Stepping out of the Ringbahn at Ostkreuz, a terrific view opens up onto a labyrinth of dimly-lit stairways, old roofs, crumbling train platforms and pedestrian bridges. In the middle of it all workers, tourists, students and bohemian-hedonists stream past fast-food stands filled with lively activity and kiosks in the shadow of a timeworn water tower; vacant lots grow around the tracks and high-rises stick up in the distance.

Ostkreuz was and is East Berlin's main connecting station for commuter train traffic (a giant construction site for a new major intersection will characterize the acoustics of the quarter for years to come). Here at this station, exuding a sort of morbid charm yet full of life, the allure of Friedrichshain, the old industrial workers' neighborhood, is made palpable.

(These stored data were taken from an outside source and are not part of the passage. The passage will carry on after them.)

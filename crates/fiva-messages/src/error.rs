use thiserror::Error;
use ton_cell::CellError;

/// Message encoding errors.
#[derive(Debug, Error)]
pub enum MessageError {
    #[error("cell encoding failed: {0}")]
    Cell(#[from] CellError),

    #[error("unexpected opcode: expected 0x{expected:08x}, found 0x{found:08x}")]
    UnexpectedOpcode { expected: u32, found: u32 },

    #[error("malformed message: {0}")]
    Malformed(String),
}
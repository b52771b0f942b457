//! Opcode table shared with the on-chain contracts.
//!
//! Protocol opcodes are the CRC32 (IEEE) of the operation name. The values
//! are pinned here rather than computed at runtime so that a rename on either
//! side shows up as a failing test instead of a silently rejected message.
//! Jetton opcodes come from TEP-74 and are not name hashes.

/// TEP-74 jetton wallet operations.
pub mod jetton {
    pub const TRANSFER: u32 = 0x0f8a_7ea5;
    pub const BURN: u32 = 0x595f_07bc;
}

/// Operations handled by the SY minter and the contracts it forwards to.
pub mod sy {
    pub const WRAP_AND_SWAP_SY_FOR_PT: u32 = 0x044e_b55a;
    pub const WRAP_AND_SWAP_SY_FOR_YT: u32 = 0xd58c_0e13;
    pub const SWAP_PT_FOR_SY_AND_UNWRAP: u32 = 0x939f_693c;
    pub const SWAP_YT_FOR_SY_AND_UNWRAP: u32 = 0x6b23_84c8;
    pub const WRAP_AND_MINT_PT_YT: u32 = 0xd718_5fb9;
    pub const REDEEM_AND_UNWRAP: u32 = 0x6f0f_4bed;
    pub const REDEEM_AFTER_MATURITY_AND_UNWRAP: u32 = 0x8bab_2bf9;
    pub const WRAP_AND_ADD_LIQUIDITY: u32 = 0xdfb4_4719;
    pub const ADD_LIQUIDITY: u32 = 0x3ebe_5431;
    pub const REDEEM_LP_AND_UNWRAP: u32 = 0x382e_8e35;
    pub const CLAIM_INTEREST_AND_UNWRAP: u32 = 0x0fa9_6fb0;
}

/// Operations handled by the pool.
pub mod pool {
    pub const ADD_LIQUIDITY: u32 = 0x3ebe_5431;
    pub const REDEEM_LP: u32 = 0xe1a4_4cc4;
}

/// Every name-derived opcode with the name it is derived from.
pub const NAMED: &[(&str, u32)] = &[
    ("wrap_and_swap_sy_for_pt", sy::WRAP_AND_SWAP_SY_FOR_PT),
    ("wrap_and_swap_sy_for_yt", sy::WRAP_AND_SWAP_SY_FOR_YT),
    ("swap_pt_for_sy_and_unwrap", sy::SWAP_PT_FOR_SY_AND_UNWRAP),
    ("swap_yt_for_sy_and_unwrap", sy::SWAP_YT_FOR_SY_AND_UNWRAP),
    ("wrap_and_mint_pt_yt", sy::WRAP_AND_MINT_PT_YT),
    ("redeem_and_unwrap", sy::REDEEM_AND_UNWRAP),
    (
        "redeem_after_maturity_and_unwrap",
        sy::REDEEM_AFTER_MATURITY_AND_UNWRAP,
    ),
    ("wrap_and_add_liquidity", sy::WRAP_AND_ADD_LIQUIDITY),
    ("add_liquidity", sy::ADD_LIQUIDITY),
    ("redeem_lp_and_unwrap", sy::REDEEM_LP_AND_UNWRAP),
    ("claim_interest_and_unwrap", sy::CLAIM_INTEREST_AND_UNWRAP),
    ("add_liquidity", pool::ADD_LIQUIDITY),
    ("redeem_lp", pool::REDEEM_LP),
];

/// Look up a name-derived opcode.
pub fn by_name(name: &str) -> Option<u32> {
    NAMED.iter().find(|(n, _)| *n == name).map(|(_, op)| *op)
}
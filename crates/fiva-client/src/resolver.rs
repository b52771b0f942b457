//! Lazy, memoized resolution of the contract-address graph.
//!
//! Only the SY minter is known up front. Everything else is discovered on
//! first use, one retry-wrapped get-method per edge:
//!
//! ```text
//! SY minter ─┬─ get_yt_minter_address ──> YT minter ── get_jetton_addresses ──> PT minter
//!            ├─ get_pool_address ───────> pool ─────── get_jetton_addresses ──> pool wallets
//!            └─ get_underlying_address ─> SY's underlying wallet ── get_wallet_data ──> underlying minter
//!
//! user wallets: <minter or pool>.get_wallet_address(account)
//! ```
//!
//! Each slot is written at most once. Concurrent first requests for the same
//! slot share a single in-flight resolution; a failed resolution leaves the
//! slot empty so the next call starts over.

use std::future::Future;
use std::sync::Arc;

use parking_lot::Mutex;
use tokio::sync::OnceCell;
use ton_cell::Address;
use tracing::debug;

use crate::contracts::{JettonMaster, JettonWallet, Pool, SyMinter, YtMinter};
use crate::error::{FivaError, ProviderError};
use crate::provider::ChainReader;
use crate::retry::RetryPolicy;
use crate::types::{AddressKind, ContractAddresses, PoolWallets, ResolutionState};

/// One write-once slot with an observable state.
struct Slot<T> {
    state: Mutex<ResolutionState>,
    value: OnceCell<T>,
}

impl<T> Default for Slot<T> {
    fn default() -> Self {
        Self {
            state: Mutex::new(ResolutionState::Unresolved),
            value: OnceCell::new(),
        }
    }
}

/// Marks a slot `Resolving` for the lifetime of one attempt. An attempt
/// dropped before finishing puts the slot back to `Unresolved`.
struct InFlight<'a> {
    state: &'a Mutex<ResolutionState>,
    finished: bool,
}

impl<'a> InFlight<'a> {
    fn start(state: &'a Mutex<ResolutionState>) -> Self {
        *state.lock() = ResolutionState::Resolving;
        Self {
            state,
            finished: false,
        }
    }

    fn finish(&mut self, outcome: ResolutionState) {
        *self.state.lock() = outcome;
        self.finished = true;
    }
}

impl Drop for InFlight<'_> {
    fn drop(&mut self) {
        if !self.finished {
            *self.state.lock() = ResolutionState::Unresolved;
        }
    }
}

impl<T: Clone> Slot<T> {
    fn state(&self) -> ResolutionState {
        *self.state.lock()
    }

    fn get(&self) -> Option<T> {
        self.value.get().cloned()
    }

    async fn get_or_resolve<F, Fut>(&self, kind: AddressKind, resolve: F) -> Result<T, FivaError>
    where
        F: FnOnce() -> Fut,
        Fut: Future<Output = Result<T, FivaError>>,
    {
        let value = self
            .value
            .get_or_try_init(|| async {
                let mut guard = InFlight::start(&self.state);
                debug!("resolving {}", kind.display_name());
                match resolve().await {
                    Ok(v) => {
                        guard.finish(ResolutionState::Resolved);
                        Ok(v)
                    }
                    Err(e) => {
                        debug!("resolving {} failed: {}", kind.display_name(), e);
                        guard.finish(ResolutionState::Failed);
                        Err(e)
                    }
                }
            })
            .await?;
        Ok(value.clone())
    }
}
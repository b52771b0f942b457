//! Bag-of-cells (BOC) serialization.
//!
//! Wallet bridges and RPC nodes exchange cells as a serialized bag:
//!
//! ```text
//! magic              0xb5ee9c72                      4 bytes
//! flags | size_bytes has_idx:1 has_crc32c:1 has_cache_bits:1 flags:2 size:3
//! offset_bytes                                       1 byte
//! cells              size_bytes
//! roots              size_bytes
//! absent             size_bytes
//! total_cells_size   offset_bytes
//! root_list          size_bytes * roots
//! index              offset_bytes * cells            (if has_idx)
//! cell_data          d1 d2 padded_data ref_index*    (per cell)
//! crc32c             4 bytes LE                      (if has_crc32c)
//! ```
//!
//! Cells are written in the same order the reference TON libraries use so
//! that payloads are byte-identical: reverse post-order of a depth-first walk
//! that visits refs last-to-first, with duplicate subtrees written once.

use std::collections::{HashMap, HashSet};

use base64::engine::general_purpose::STANDARD;
use base64::Engine as _;

use crate::cell::Cell;
use crate::checksum::crc32c;
use crate::error::CellError;

const BOC_MAGIC: [u8; 4] = [0xb5, 0xee, 0x9c, 0x72];

/// Serialize a single-root bag with a CRC32-C trailer.
pub fn serialize(root: &Cell) -> Result<Vec<u8>, CellError> {
    let order = topological_order(root);

    let mut index: HashMap<[u8; 32], usize> = HashMap::with_capacity(order.len());
    for (i, cell) in order.iter().enumerate() {
        index.insert(cell.hash(), i);
    }

    let cells_num = order.len();
    let size_bytes = byte_width(cells_num as u64);

    let mut cell_data = Vec::new();
    for cell in &order {
        cell_data.extend_from_slice(&cell.descriptors());
        cell_data.extend_from_slice(&cell.padded_data());
        for r in cell.refs() {
            let idx = index.get(&r.hash()).copied().ok_or_else(|| {
                CellError::InvalidBoc("ref missing from topological order".into())
            })?;
            write_uint(&mut cell_data, idx as u64, size_bytes);
        }
    }

    let total_size = cell_data.len();
    let offset_bytes = byte_width(total_size as u64);

    let mut out = Vec::with_capacity(16 + total_size);
    out.extend_from_slice(&BOC_MAGIC);
    // has_idx = 0, has_crc32c = 1, has_cache_bits = 0, flags = 0
    out.push(0x40 | size_bytes as u8);
    out.push(offset_bytes as u8);
    write_uint(&mut out, cells_num as u64, size_bytes);
    write_uint(&mut out, 1, size_bytes);
    write_uint(&mut out, 0, size_bytes);
    write_uint(&mut out, total_size as u64, offset_bytes);
    write_uint(&mut out, 0, size_bytes);
    out.extend_from_slice(&cell_data);

    let crc = crc32c(&out);
    out.extend_from_slice(&crc.to_le_bytes());
    Ok(out)
}

/// Parse a bag and return its first root. Only ordinary cells are supported.
pub fn deserialize(bytes: &[u8]) -> Result<Cell, CellError> {
    let mut reader = ByteReader::new(bytes);

    if reader.take(4)? != BOC_MAGIC {
        return Err(CellError::InvalidBoc("unknown magic".into()));
    }

    let flags = reader.byte()?;
    let has_idx = flags & 0x80 != 0;
    let has_crc32c = flags & 0x40 != 0;
    let size_bytes = (flags & 0x07) as usize;
    if size_bytes == 0 || size_bytes > 4 {
        return Err(CellError::InvalidBoc(format!(
            "invalid ref size {size_bytes}"
        )));
    }
    let offset_bytes = reader.byte()? as usize;
    if offset_bytes == 0 || offset_bytes > 8 {
        return Err(CellError::InvalidBoc(format!(
            "invalid offset size {offset_bytes}"
        )));
    }

    if has_crc32c {
        if bytes.len() < 4 {
            return Err(CellError::InvalidBoc("truncated crc".into()));
        }
        let (body, trailer) = bytes.split_at(bytes.len() - 4);
        let expected = u32::from_le_bytes([trailer[0], trailer[1], trailer[2], trailer[3]]);
        if crc32c(body) != expected {
            return Err(CellError::InvalidBoc("crc32c mismatch".into()));
        }
    }

    let cells_num = reader.uint(size_bytes)? as usize;
    let roots_num = reader.uint(size_bytes)? as usize;
    let _absent = reader.uint(size_bytes)?;
    let _total_size = reader.uint(offset_bytes)?;

    if roots_num == 0 {
        return Err(CellError::InvalidBoc("bag has no roots".into()));
    }
    // Every cell takes at least its two descriptor bytes, every root index
    // `size_bytes`. Counts beyond that cannot be backed by the input.
    let available = reader.remaining();
    if roots_num > cells_num
        || cells_num > available / 2
        || roots_num > available / size_bytes
    {
        return Err(CellError::InvalidBoc(format!(
            "{cells_num} cells and {roots_num} roots do not fit in {available} bytes"
        )));
    }
    let mut roots = Vec::with_capacity(roots_num);
    for _ in 0..roots_num {
        roots.push(reader.uint(size_bytes)? as usize);
    }
    if has_idx {
        reader.take(cells_num * offset_bytes)?;
    }

    struct RawCell {
        data: Vec<u8>,
        bit_len: usize,
        refs: Vec<usize>,
    }

    let mut raw = Vec::with_capacity(cells_num);
    for i in 0..cells_num {
        let d1 = reader.byte()?;
        let d2 = reader.byte()?;
        if d1 & 0x08 != 0 {
            return Err(CellError::Unsupported("exotic cells".into()));
        }
        if d1 >> 5 != 0 {
            return Err(CellError::Unsupported("cells with non-zero level".into()));
        }
        let refs_num = (d1 & 0x07) as usize;
        let data_len = (d2 as usize).div_ceil(2);
        let mut data = reader.take(data_len)?.to_vec();

        let bit_len = if d2 % 2 == 1 {
            let last = data
                .last_mut()
                .ok_or_else(|| CellError::InvalidBoc("padded cell without data".into()))?;
            if *last == 0 {
                return Err(CellError::InvalidBoc("missing completion tag".into()));
            }
            let tag_pos = last.trailing_zeros() as usize;
            *last &= !(1u8 << tag_pos);
            data_len * 8 - tag_pos - 1
        } else {
            data_len * 8
        };

        let mut refs = Vec::with_capacity(refs_num);
        for _ in 0..refs_num {
            let r = reader.uint(size_bytes)? as usize;
            if r <= i || r >= cells_num {
                return Err(CellError::InvalidBoc(format!(
                    "cell {i} has invalid ref {r}"
                )));
            }
            refs.push(r);
        }
        raw.push(RawCell {
            data,
            bit_len,
            refs,
        });
    }

    // Refs always point forward, so build from the back.
    let mut built: Vec<Option<Cell>> = vec![None; cells_num];
    for i in (0..cells_num).rev() {
        let entry = &raw[i];
        let mut refs = Vec::with_capacity(entry.refs.len());
        for &r in &entry.refs {
            let child = built[r]
                .clone()
                .ok_or_else(|| CellError::InvalidBoc(format!("ref {r} not built")))?;
            refs.push(child);
        }
        built[i] = Some(Cell::new(entry.data.clone(), entry.bit_len, refs)?);
    }

    let root_idx = roots[0];
    built
        .get(root_idx)
        .cloned()
        .flatten()
        .ok_or_else(|| CellError::InvalidBoc(format!("root index {root_idx} out of range")))
}

/// Serialize and encode as standard base64, the form wallet bridges expect.
pub fn to_base64(root: &Cell) -> Result<String, CellError> {
    Ok(STANDARD.encode(serialize(root)?))
}

/// Decode a standard base64 bag and return its root.
pub fn from_base64(s: &str) -> Result<Cell, CellError> {
    let bytes = STANDARD
        .decode(s.trim())
        .map_err(|e| CellError::InvalidBoc(format!("base64 decode failed: {e}")))?;
    deserialize(&bytes)
}

fn topological_order(root: &Cell) -> Vec<&Cell> {
    fn visit<'a>(cell: &'a Cell, done: &mut HashSet<[u8; 32]>, sorted: &mut Vec<&'a Cell>) {
        if done.contains(&cell.hash()) {
            return;
        }
        for r in cell.refs().iter().rev() {
            visit(r, done, sorted);
        }
        sorted.push(cell);
        done.insert(cell.hash());
    }

    let mut done = HashSet::new();
    let mut sorted = Vec::new();
    visit(root, &mut done, &mut sorted);
    sorted.reverse();
    sorted
}

/// Minimal number of bytes to hold `value` (at least one).
fn byte_width(value: u64) -> usize {
    let bits = 64 - value.leading_zeros() as usize;
    bits.div_ceil(8).max(1)
}

fn write_uint(out: &mut Vec<u8>, value: u64, width: usize) {
    let bytes = value.to_be_bytes();
    out.extend_from_slice(&bytes[8 - width..]);
}

struct ByteReader<'a> {
    data: &'a [u8],
    pos: usize,
}

impl<'a> ByteReader<'a> {
    fn new(data: &'a [u8]) -> Self {
        Self { data, pos: 0 }
    }

    fn remaining(&self) -> usize {
        self.data.len() - self.pos
    }

    fn take(&mut self, n: usize) -> Result<&'a [u8], CellError> {
        let end = self
            .pos
            .checked_add(n)
            .filter(|&end| end <= self.data.len())
            .ok_or_else(|| CellError::InvalidBoc("unexpected end of data".into()))?;
        let out = &self.data[self.pos..end];
        self.pos = end;
        Ok(out)
    }

    fn byte(&mut self) -> Result<u8, CellError> {
        Ok(self.take(1)?[0])
    }

    fn uint(&mut self, width: usize) -> Result<u64, CellError> {
        let mut value = 0u64;
        for &b in self.take(width)? {
            value = (value << 8) | b as u64;
        }
        Ok(value)
    }
}
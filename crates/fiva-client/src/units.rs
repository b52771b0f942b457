//! Conversions between the underlying asset's precision and SY precision.
//!
//! SY always has 9 decimals. A rebasing underlying additionally carries an
//! index: the SY-per-underlying rate scaled by 10^6. An index of 0 marks a
//! non-rebasing underlying.
//!
//! ```text
//! index > 0:   sy = amount * 10^6 * 10^9 / index / 10^p
//!              amount = sy * index * 10^p / 10^9 / 10^6
//! index == 0:  sy = amount * 10^9 / 10^p
//!              amount = sy * 10^p / 10^9
//! ```
//!
//! All divisions floor. Intermediate products are computed in 256 bits so
//! that no realistic amount overflows.

use alloy_primitives::U256;

use crate::error::FivaError;

pub const SY_DECIMALS: u32 = 9;
pub const INDEX_DECIMALS: u32 = 6;

/// Largest supported underlying precision.
pub const MAX_DECIMALS: u32 = 30;

/// Decimals shown by [`to_user_representation`].
const DISPLAY_DECIMALS: u32 = 3;

fn pow10(exp: u32) -> U256 {
    U256::from(10u64).pow(U256::from(exp))
}

fn check_decimals(decimals: u32) -> Result<(), FivaError> {
    if decimals > MAX_DECIMALS {
        return Err(FivaError::InvalidAmount(format!(
            "precision {decimals} exceeds {MAX_DECIMALS}"
        )));
    }
    Ok(())
}

fn narrow(value: U256) -> Result<u128, FivaError> {
    u128::try_from(value)
        .map_err(|_| FivaError::InvalidAmount(format!("{value} does not fit in 128 bits")))
}

/// Converts amounts for one SY market at one index snapshot.
#[derive(Debug, Clone, Copy, PartialEq, Eq)]
pub struct UnitConverter {
    underlying_decimals: u32,
    index: u128,
}

impl UnitConverter {
    pub fn new(underlying_decimals: u32, index: u128) -> Result<Self, FivaError> {
        check_decimals(underlying_decimals)?;
        Ok(Self {
            underlying_decimals,
            index,
        })
    }

    pub fn underlying_decimals(&self) -> u32 {
        self.underlying_decimals
    }

    pub fn index(&self) -> u128 {
        self.index
    }

    pub fn is_rebasing(&self) -> bool {
        self.index > 0
    }

    pub fn underlying_to_sy(&self, amount: u128) -> Result<u128, FivaError> {
        let amount = U256::from(amount);
        let p = pow10(self.underlying_decimals);
        let sy = if self.is_rebasing() {
            amount * pow10(INDEX_DECIMALS) * pow10(SY_DECIMALS) / U256::from(self.index) / p
        } else {
            amount * pow10(SY_DECIMALS) / p
        };
        narrow(sy)
    }

    pub fn sy_to_underlying(&self, sy: u128) -> Result<u128, FivaError> {
        let sy = U256::from(sy);
        let p = pow10(self.underlying_decimals);
        let amount = if self.is_rebasing() {
            sy * U256::from(self.index) * p / pow10(SY_DECIMALS) / pow10(INDEX_DECIMALS)
        } else {
            sy * p / pow10(SY_DECIMALS)
        };
        narrow(amount)
    }
}

/// Render `amount` with three decimals, rounding half up. Display only.
pub fn to_user_representation(amount: u128, decimals: u32) -> Result<String, FivaError> {
    check_decimals(decimals)?;
    let amount = U256::from(amount);
    let thousandths = if decimals >= DISPLAY_DECIMALS {
        let scale = pow10(decimals - DISPLAY_DECIMALS);
        (amount + scale / U256::from(2u64)) / scale
    } else {
        amount * pow10(DISPLAY_DECIMALS - decimals)
    };
    let whole = thousandths / U256::from(1000u64);
    let frac = (thousandths % U256::from(1000u64)).as_limbs()[0];
    Ok(format!("{whole}.{frac:03}"))
}

/// Parse a decimal string such as `"12.5"` into integer units.
///
/// Fails on more fractional digits than `decimals` rather than truncating.
pub fn from_user_representation(input: &str, decimals: u32) -> Result<u128, FivaError> {
    check_decimals(decimals)?;
    let s = input.trim();
    let invalid = || FivaError::InvalidAmount(format!("{input:?} is not a decimal number"));

    let (int_part, frac_part) = match s.split_once('.') {
        Some((i, f)) => (i, f),
        None => (s, ""),
    };
    if int_part.is_empty() && frac_part.is_empty() {
        return Err(invalid());
    }
    let all_digits = |part: &str| part.bytes().all(|b| b.is_ascii_digit());
    if !all_digits(int_part) || !all_digits(frac_part) {
        return Err(invalid());
    }
    if frac_part.len() > decimals as usize {
        return Err(FivaError::InvalidAmount(format!(
            "{input:?} has more than {decimals} decimal places"
        )));
    }

    let mut value = U256::ZERO;
    for b in int_part.bytes().chain(frac_part.bytes()) {
        value = value * U256::from(10u64) + U256::from(b - b'0');
        if value > U256::from(u128::MAX) {
            return Err(FivaError::InvalidAmount(format!("{input:?} is too large")));
        }
    }
    let padding = decimals - frac_part.len() as u32;
    narrow(value * pow10(padding))
}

Yet this Friedrichshain is an ambivalent place: Uniform and incoherent, attractive and unsightly, bohemian and ordinary. A transitory neighborhood, with surges of people coming and going. According to statistics, the people who move into Friedrichshain, like those who have stayed, are predominantly young, German, and vote red or green. Together with the inhabitants of their sister district Kreuzberg, they battle against the massive urban development project Mediaspree, gentrification and cultural conflicts. Different lifestyles without migration backgrounds meet in Friedrichshain, sometimes pushing each other around, other times relaxed, tolerant, enriching.

Particularly at Boxhagener Platz, whether Saturday morning at the vegetable market or Sundays at the afternoon flea market, the neighborhood between Ostkreuz and Warschauer Straße seems like a gem that could just avoid "Prenzlauerberg-ification." The cafes, bars and clubs are still within one's means, there are squats and alternative living projects like Lasterburg and Hängerburg on the corner of Modersohnstraße and Revalerstraße, subculture alongside mass processing. Between young designers' stores and hip haircutters, long-established shops have still managed to survive. Chubby-cheeked tots dressed like their parents play in the sandbox and inactive fountain as their guardians sip coffee while keeping an eye on them, and a few steps away a group of punks crack open their first midday beers. This mostly peaceful coexistence makes the area around Ostkreuz so interesting.

Not far from the former Stalinallee with its neo-classical majestic buildings at Frankfurter Tor and the connecting pre-fab apartments of late GDR times, the neighborhood is characterized by nineteenth-century buildings that are already renovated or still under the dust of time. The variegated occupants, from alternative to totally normal, are reflected in the shops on the residential streets. Here many small galleries, bodegas, kindergartens, small production firms and young designers' shops line up next to electronic stores, cleaners, and flower shops. And astrological gemstones, Goth accessories or 1940s Hawaiian shirts for the true Rockabilly are for sale in specialty shops.

Nonobjective observation gives the impression that in no other place in Berlin is so much diversity concealed behind such statistical sameness. The beginning of the process of gentrification threatens to bleach out this multicolored urban fabric. Nonetheless, the hope persists, in watching the goings-on of the quarter's residents, that this piece of Berlin will preserve its unorthodox core.